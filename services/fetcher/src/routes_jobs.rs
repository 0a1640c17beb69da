use axum::{
    extract::{Path, Query, Request, State},
    http::{header::AUTHORIZATION, StatusCode},
    middleware::{self, Next},
    response::{IntoResponse, Response},
    routing::{delete, get, post},
    Json, Router,
};
use serde::{Deserialize, Serialize};
use serde_json::json;
use tower_http::cors::CorsLayer;
use tracing::warn;
use uuid::Uuid;

use crate::error::{AuthError, IntakeError};
use crate::orchestrator::Admission;
use crate::state::SharedState;
use crate::types_jobs::{DeclaredFile, Job, JobStatus};

const DEFAULT_RECENT: usize = 5;

pub fn router(state: SharedState) -> Router {
    let protected = Router::new()
        .route("/download", post(perform_download))
        .route("/jobs/cancel", post(cancel_job))
        .route("/jobs/:user_id", get(get_job))
        .route("/api/cache/check", post(check_cache))
        .route("/api/cache", delete(invalidate_cache))
        .route("/recent/:user_id", get(recent))
        .route("/stats", get(stats))
        .route_layer(middleware::from_fn_with_state(state.clone(), require_bearer));

    Router::new()
        .route("/health", get(health))
        .merge(protected)
        .layer(CorsLayer::permissive())
        .with_state(state)
}

async fn require_bearer(State(state): State<SharedState>, req: Request, next: Next) -> Result<Response, AuthError> {
    let header = req
        .headers()
        .get(AUTHORIZATION)
        .and_then(|v| v.to_str().ok())
        .ok_or(AuthError::Missing)?;
    let token = header.strip_prefix("Bearer ").ok_or(AuthError::Missing)?;
    if token.trim() != state.api_secret {
        return Err(AuthError::Invalid);
    }
    Ok(next.run(req).await)
}

fn internal(e: impl std::fmt::Display) -> (StatusCode, String) {
    (StatusCode::INTERNAL_SERVER_ERROR, e.to_string())
}

#[derive(Debug, Deserialize)]
pub struct DownloadBody {
    pub url: String,
    pub chat_id: i64,
    pub user_id: i64,
    pub message_id: Option<i64>,
    pub custom_filename: Option<String>,
    pub file_info: Option<DeclaredFile>,
}

pub async fn perform_download(
    State(state): State<SharedState>,
    Json(req): Json<DownloadBody>,
) -> Result<(StatusCode, Json<Admission>), IntakeError> {
    if req.url.trim().is_empty() {
        return Err(IntakeError::Invalid("url is required".to_string()));
    }
    let job = Job::new(req.user_id, req.chat_id, req.url)
        .reply_to(req.message_id)
        .with_declared(req.file_info)
        .with_fallback_filename(req.custom_filename);

    let admission = state.orchestrator.submit(job).await?;
    Ok((StatusCode::ACCEPTED, Json(admission)))
}

#[derive(Debug, Deserialize)]
pub struct CancelBody {
    pub user_id: i64,
}

#[derive(Debug, Serialize)]
pub struct CancelResponse {
    pub cancelled: bool,
    pub job_id: Option<Uuid>,
}

pub async fn cancel_job(
    State(state): State<SharedState>,
    Json(req): Json<CancelBody>,
) -> (StatusCode, Json<CancelResponse>) {
    match state.orchestrator.cancel_requester(req.user_id).await {
        Some(outcome) => (
            StatusCode::OK,
            Json(CancelResponse { cancelled: outcome.cancelled, job_id: Some(outcome.job_id) }),
        ),
        None => (StatusCode::NOT_FOUND, Json(CancelResponse { cancelled: false, job_id: None })),
    }
}

pub async fn get_job(
    State(state): State<SharedState>,
    Path(user_id): Path<i64>,
) -> Result<Json<JobStatus>, (StatusCode, String)> {
    state
        .orchestrator
        .status_for(user_id)
        .await
        .map(Json)
        .ok_or((StatusCode::NOT_FOUND, "no active job".to_string()))
}

#[derive(Debug, Deserialize)]
pub struct UrlBody {
    pub url: String,
}

pub async fn check_cache(
    State(state): State<SharedState>,
    Json(req): Json<UrlBody>,
) -> Result<Json<serde_json::Value>, (StatusCode, String)> {
    let resolved = links::resolve(&req.url, &state.orchestrator.config().links);
    let hit = state.cache.lookup(&resolved.url).await.map_err(internal)?;
    let body = match hit {
        Some(entry) => json!({
            "cached": true,
            "url": resolved.url,
            "archive_reference": entry.archive_reference,
            "media_kind": entry.media_kind,
            "filename": entry.filename,
            "size_bytes": entry.size_bytes,
            "cached_at": entry.cached_at,
        }),
        None => json!({ "cached": false, "url": resolved.url }),
    };
    Ok(Json(body))
}

pub async fn invalidate_cache(
    State(state): State<SharedState>,
    Json(req): Json<UrlBody>,
) -> Result<Json<serde_json::Value>, (StatusCode, String)> {
    let resolved = links::resolve(&req.url, &state.orchestrator.config().links);
    let deleted = state.cache.delete(&resolved.url).await.map_err(internal)?;
    Ok(Json(json!({ "deleted": deleted, "url": resolved.url })))
}

#[derive(Debug, Deserialize)]
pub struct RecentQuery {
    pub limit: Option<usize>,
}

pub async fn recent(
    State(state): State<SharedState>,
    Path(user_id): Path<i64>,
    Query(q): Query<RecentQuery>,
) -> Result<Json<serde_json::Value>, (StatusCode, String)> {
    let limit = q.limit.unwrap_or(DEFAULT_RECENT).clamp(1, state.history.limit());
    let records = state.history.recent(user_id, limit).await.map_err(internal)?;
    Ok(Json(json!({ "user_id": user_id, "downloads": records })))
}

pub async fn stats(State(state): State<SharedState>) -> Result<Json<serde_json::Value>, (StatusCode, String)> {
    let cache = state.cache.stats().await.map_err(internal)?;
    let users = state.history.distinct_requesters().await.map_err(internal)?;
    Ok(Json(json!({
        "cache": {
            "count": cache.count,
            "total_size_bytes": cache.total_size_bytes,
            "total_size": crate::text::format_bytes(cache.total_size_bytes),
        },
        "users": users,
        "queue_size": state.orchestrator.queue_len(),
        "active_jobs": state.orchestrator.active_count().await,
    })))
}

pub async fn health(State(state): State<SharedState>) -> Response {
    let database = match state.store.ping().await {
        Ok(()) => "ok",
        Err(e) => {
            warn!("health: database ping failed: {e}");
            "error"
        }
    };
    let status = if database == "ok" { StatusCode::OK } else { StatusCode::SERVICE_UNAVAILABLE };
    (
        status,
        Json(json!({
            "status": if database == "ok" { "healthy" } else { "degraded" },
            "database": database,
            "queue_size": state.orchestrator.queue_len(),
        })),
    )
        .into_response()
}
use std::collections::VecDeque;
use std::path::{Path, PathBuf};
use std::process::Stdio;
use std::time::SystemTime;

use links::SourceKind;
use mediacache::MediaKind;
use once_cell::sync::Lazy;
use regex::Regex;
use tokio::{
    io::{AsyncBufReadExt, AsyncRead, BufReader},
    process::Command,
    sync::mpsc,
};
use tracing::{debug, info, warn};

use super::{sanitize_filename, DownloadRequest, ProgressSink};
use crate::cancel::CancelHandle;
use crate::config::PipelineConfig;
use crate::error::DownloadError;

const VIDEO_FORMAT: &str = "bestvideo[ext=mp4]+bestaudio[ext=m4a]/best[ext=mp4]/best";
const AUDIO_FORMAT: &str = "bestaudio[ext=m4a]/bestaudio/best";
const TAIL_LINES: usize = 20;

static PERCENT: Lazy<Regex> =
    Lazy::new(|| Regex::new(r"(\d+(?:\.\d+)?)%").expect("static regex"));

/// Argument vector for the extraction tool, url last.
pub fn build_args(req: &DownloadRequest, cfg: &PipelineConfig, with_cookies: bool) -> Vec<String> {
    let mut args: Vec<String> = vec!["--no-warnings".into(), "--no-playlist".into(), "--newline".into()];

    match req.kind {
        SourceKind::AudioPlatform => {
            args.extend(["-f".into(), AUDIO_FORMAT.into()]);
        }
        _ => {
            args.extend(["-f".into(), VIDEO_FORMAT.into()]);
            args.extend(["--merge-output-format".into(), "mp4".into()]);
        }
    }

    let template = match &req.custom_filename {
        Some(name) => req.workdir.join(sanitize_filename(name)),
        None => req.workdir.join("%(title)s.%(ext)s"),
    };
    args.extend(["-o".into(), template.to_string_lossy().into_owned()]);
    args.extend(["--user-agent".into(), cfg.user_agent.clone()]);

    // Hosts whose identity lives in the query also check the referer.
    if let Some(host) = &req.host {
        if cfg.links.preserves_query(host) {
            args.extend(["--add-header".into(), format!("Referer:https://{host}/")]);
        }
    }

    if with_cookies {
        args.extend(["--cookies".into(), cfg.cookies_path.to_string_lossy().into_owned()]);
    }

    args.push(req.url.clone());
    args
}

/// Percentage from a `[download]` progress line.
pub fn parse_percent(line: &str) -> Option<f32> {
    if !line.contains("[download]") {
        return None;
    }
    PERCENT.captures(line).and_then(|c| c[1].parse().ok())
}

pub async fn fetch(
    req: &DownloadRequest,
    cfg: &PipelineConfig,
    mut progress: ProgressSink,
    cancel: &CancelHandle,
) -> Result<PathBuf, DownloadError> {
    let with_cookies = tokio::fs::try_exists(&cfg.cookies_path).await.unwrap_or(false);
    if !with_cookies {
        warn!(path=%cfg.cookies_path.display(), "extractor: cookies file not found, going anonymous");
    }

    let started = SystemTime::now();
    let mut cmd = Command::new(&cfg.extractor_bin);
    cmd.args(build_args(req, cfg, with_cookies))
        .stdin(Stdio::null())
        .stdout(Stdio::piped())
        .stderr(Stdio::piped())
        .kill_on_drop(true);

    let mut child = cmd.spawn().map_err(DownloadError::Spawn)?;
    info!(job_id=%cancel.job_id(), pid=?child.id(), "extractor: spawned");

    // Both streams feed one channel; the loop ends once both close.
    let (tx, mut rx) = mpsc::channel::<String>(256);
    if let Some(stdout) = child.stdout.take() {
        tokio::spawn(forward_lines(stdout, tx.clone()));
    }
    if let Some(stderr) = child.stderr.take() {
        tokio::spawn(forward_lines(stderr, tx.clone()));
    }
    drop(tx);

    let mut tail: VecDeque<String> = VecDeque::with_capacity(TAIL_LINES);
    loop {
        let line = tokio::select! {
            biased;
            _ = cancel.cancelled() => {
                let _ = child.kill().await;
                return Err(DownloadError::Cancelled);
            }
            line = rx.recv() => line,
        };
        let Some(line) = line else { break };

        if let Some(pct) = parse_percent(&line) {
            progress.report(pct);
            continue;
        }
        if tail.len() == TAIL_LINES {
            tail.pop_front();
        }
        tail.push_back(line);
    }

    let status = tokio::select! {
        biased;
        _ = cancel.cancelled() => {
            let _ = child.kill().await;
            return Err(DownloadError::Cancelled);
        }
        status = child.wait() => status?,
    };
    if !status.success() {
        let detail: String = tail.into_iter().collect::<Vec<_>>().join("\n");
        let detail: String = detail.chars().take(500).collect();
        return Err(DownloadError::Extractor {
            status: status.to_string(),
            detail,
            anonymous: !with_cookies,
        });
    }

    locate_artifact(&req.workdir, started)
        .await?
        .ok_or(DownloadError::NoArtifact { anonymous: !with_cookies })
}

/// Forward output lines until EOF. Bytes that are not UTF-8 are replaced,
/// never fatal: a closed pipe would kill the tool mid-download.
async fn forward_lines<R>(reader: R, tx: mpsc::Sender<String>)
where
    R: AsyncRead + Unpin,
{
    let mut reader = BufReader::new(reader);
    let mut buf = Vec::with_capacity(256);
    loop {
        buf.clear();
        match reader.read_until(b'\n', &mut buf).await {
            Ok(0) => break,
            Ok(_) => {}
            Err(e) => {
                debug!("extractor: output read failed: {e}");
                break;
            }
        }
        let line = String::from_utf8_lossy(&buf).trim_end_matches(['\r', '\n']).to_string();
        if tx.send(line).await.is_err() {
            break;
        }
    }
}

/// Newest media file in `dir` written at or after `since`.
///
/// The tool's template naming is not predictable enough to compute the path.
pub async fn locate_artifact(dir: &Path, since: SystemTime) -> std::io::Result<Option<PathBuf>> {
    // Filesystems with coarse mtimes round down.
    let since = since
        .checked_sub(std::time::Duration::from_secs(2))
        .unwrap_or(SystemTime::UNIX_EPOCH);

    let mut best: Option<(SystemTime, PathBuf)> = None;
    let mut entries = tokio::fs::read_dir(dir).await?;
    while let Some(entry) = entries.next_entry().await? {
        let path = entry.path();
        let name = entry.file_name().to_string_lossy().into_owned();
        if name.ends_with(".part") || MediaKind::from_filename(&name) == MediaKind::Document {
            continue;
        }
        let meta = entry.metadata().await?;
        if !meta.is_file() {
            continue;
        }
        let modified = meta.modified().unwrap_or(SystemTime::UNIX_EPOCH);
        if modified < since {
            continue;
        }
        if best.as_ref().map(|(t, _)| modified > *t).unwrap_or(true) {
            best = Some((modified, path));
        }
    }
    Ok(best.map(|(_, p)| p))
}

#[cfg(test)]
mod tests {
    use super::*;
    use links::LinkPolicy;

    fn req(kind: SourceKind, host: &str, custom: Option<&str>) -> DownloadRequest {
        DownloadRequest {
            url: format!("https://{host}/watch"),
            kind,
            host: Some(host.into()),
            workdir: PathBuf::from("/work"),
            custom_filename: custom.map(str::to_string),
            declared: None,
        }
    }

    #[test]
    fn percent_only_from_download_lines() {
        assert_eq!(parse_percent("[download]  42.5% of 10.00MiB at 1.00MiB/s"), Some(42.5));
        assert_eq!(parse_percent("[download] 100% of 3.2MiB"), Some(100.0));
        assert_eq!(parse_percent("[info] 50% done"), None);
        assert_eq!(parse_percent("[download] Destination: a.mp4"), None);
    }

    #[test]
    fn video_args_merge_to_mp4() {
        let cfg = PipelineConfig::new("/work");
        let args = build_args(&req(SourceKind::VideoPlatform, "www.youtube.com", None), &cfg, false);
        assert!(args.windows(2).any(|w| w[0] == "-f" && w[1] == VIDEO_FORMAT));
        assert!(args.windows(2).any(|w| w[0] == "--merge-output-format" && w[1] == "mp4"));
        assert!(args.windows(2).any(|w| w[0] == "-o" && w[1] == "/work/%(title)s.%(ext)s"));
        assert!(!args.iter().any(|a| a == "--cookies"));
        assert!(!args.iter().any(|a| a == "--add-header"));
        assert_eq!(args.last().map(String::as_str), Some("https://www.youtube.com/watch"));
    }

    #[test]
    fn audio_args_and_custom_name() {
        let cfg = PipelineConfig::new("/work");
        let args = build_args(&req(SourceKind::AudioPlatform, "soundcloud.com", Some("song.m4a")), &cfg, true);
        assert!(args.windows(2).any(|w| w[0] == "-f" && w[1] == AUDIO_FORMAT));
        assert!(!args.iter().any(|a| a == "--merge-output-format"));
        assert!(args.windows(2).any(|w| w[0] == "-o" && w[1] == "/work/song.m4a"));
        assert!(args.windows(2).any(|w| w[0] == "--cookies" && w[1] == "cookies.txt"));
    }

    #[test]
    fn query_identity_hosts_get_referer() {
        let mut cfg = PipelineConfig::new("/work");
        cfg.links = LinkPolicy::default();
        let args = build_args(&req(SourceKind::VideoPlatform, "www.pornhub.com", None), &cfg, false);
        assert!(args
            .windows(2)
            .any(|w| w[0] == "--add-header" && w[1] == "Referer:https://www.pornhub.com/"));
    }

    #[tokio::test]
    async fn output_lines_survive_invalid_utf8() {
        let raw: &[u8] = b"[download] Destination: caf\xe9.mp4\r\n[download]  50.0% of 1.00MiB\nlast";
        let (tx, mut rx) = mpsc::channel(8);
        forward_lines(raw, tx).await;

        let mut lines = Vec::new();
        while let Some(line) = rx.recv().await {
            lines.push(line);
        }
        assert_eq!(lines.len(), 3);
        assert_eq!(lines[0], "[download] Destination: caf\u{FFFD}.mp4");
        assert_eq!(parse_percent(&lines[1]), Some(50.0));
        assert_eq!(lines[2], "last");
    }

    #[tokio::test]
    async fn locate_picks_newest_media_file() {
        let dir = tempfile::tempdir().unwrap();
        let since = SystemTime::now();
        tokio::fs::write(dir.path().join("notes.txt"), b"x").await.unwrap();
        tokio::fs::write(dir.path().join("clip.mp4.part"), b"x").await.unwrap();
        assert_eq!(locate_artifact(dir.path(), since).await.unwrap(), None);

        tokio::fs::write(dir.path().join("clip.mp4"), b"x").await.unwrap();
        let found = locate_artifact(dir.path(), since).await.unwrap().unwrap();
        assert_eq!(found.file_name().unwrap(), "clip.mp4");
    }
}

TRY IT: Within the entries above, find the string "started" and return each line that holds it.

SOLUTION BELOW:
    let started = SystemTime::now();
    locate_artifact(&req.workdir, started)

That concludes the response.